Your answer should be a single number, the count of lines in the material with the string "checked".

---+---

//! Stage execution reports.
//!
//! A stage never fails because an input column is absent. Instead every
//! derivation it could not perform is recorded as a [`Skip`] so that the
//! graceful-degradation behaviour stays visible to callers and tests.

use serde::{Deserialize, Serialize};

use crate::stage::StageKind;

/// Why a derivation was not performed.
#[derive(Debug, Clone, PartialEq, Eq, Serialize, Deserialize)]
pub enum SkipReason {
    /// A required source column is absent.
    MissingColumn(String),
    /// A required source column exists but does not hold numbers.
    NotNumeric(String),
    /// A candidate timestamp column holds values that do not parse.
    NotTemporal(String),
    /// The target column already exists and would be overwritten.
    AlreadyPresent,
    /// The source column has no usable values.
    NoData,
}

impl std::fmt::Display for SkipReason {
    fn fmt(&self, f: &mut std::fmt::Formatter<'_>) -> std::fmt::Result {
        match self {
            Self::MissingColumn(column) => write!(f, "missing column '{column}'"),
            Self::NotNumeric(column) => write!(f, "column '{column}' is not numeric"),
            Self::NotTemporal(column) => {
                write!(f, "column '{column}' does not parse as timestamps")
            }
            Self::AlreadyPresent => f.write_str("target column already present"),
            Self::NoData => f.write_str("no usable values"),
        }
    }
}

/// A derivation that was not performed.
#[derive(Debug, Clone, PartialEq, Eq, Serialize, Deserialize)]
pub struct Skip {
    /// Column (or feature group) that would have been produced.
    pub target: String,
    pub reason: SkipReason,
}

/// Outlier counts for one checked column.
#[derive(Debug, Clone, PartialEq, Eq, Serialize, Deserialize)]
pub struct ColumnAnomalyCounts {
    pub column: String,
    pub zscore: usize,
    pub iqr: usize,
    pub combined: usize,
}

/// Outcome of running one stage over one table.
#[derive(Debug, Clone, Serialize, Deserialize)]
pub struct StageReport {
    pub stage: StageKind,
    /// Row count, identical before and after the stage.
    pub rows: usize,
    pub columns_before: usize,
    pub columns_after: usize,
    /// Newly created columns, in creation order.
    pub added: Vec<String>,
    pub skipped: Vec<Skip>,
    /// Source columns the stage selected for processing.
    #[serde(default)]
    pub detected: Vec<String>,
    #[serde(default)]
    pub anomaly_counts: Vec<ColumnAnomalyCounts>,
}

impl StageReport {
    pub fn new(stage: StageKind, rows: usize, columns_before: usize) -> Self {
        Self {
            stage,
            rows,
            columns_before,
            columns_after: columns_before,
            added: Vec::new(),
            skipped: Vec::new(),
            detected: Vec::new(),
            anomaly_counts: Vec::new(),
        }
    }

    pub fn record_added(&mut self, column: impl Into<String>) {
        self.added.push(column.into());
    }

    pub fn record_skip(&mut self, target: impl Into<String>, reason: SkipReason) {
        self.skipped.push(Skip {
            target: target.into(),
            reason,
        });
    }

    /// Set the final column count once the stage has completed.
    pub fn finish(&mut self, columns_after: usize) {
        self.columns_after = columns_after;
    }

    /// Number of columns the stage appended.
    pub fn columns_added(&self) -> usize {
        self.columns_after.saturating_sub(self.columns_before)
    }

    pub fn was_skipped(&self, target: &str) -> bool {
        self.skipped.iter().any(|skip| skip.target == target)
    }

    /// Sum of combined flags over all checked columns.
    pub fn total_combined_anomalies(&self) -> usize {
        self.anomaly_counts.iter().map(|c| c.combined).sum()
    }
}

---+---

• [SOLUTION]: 2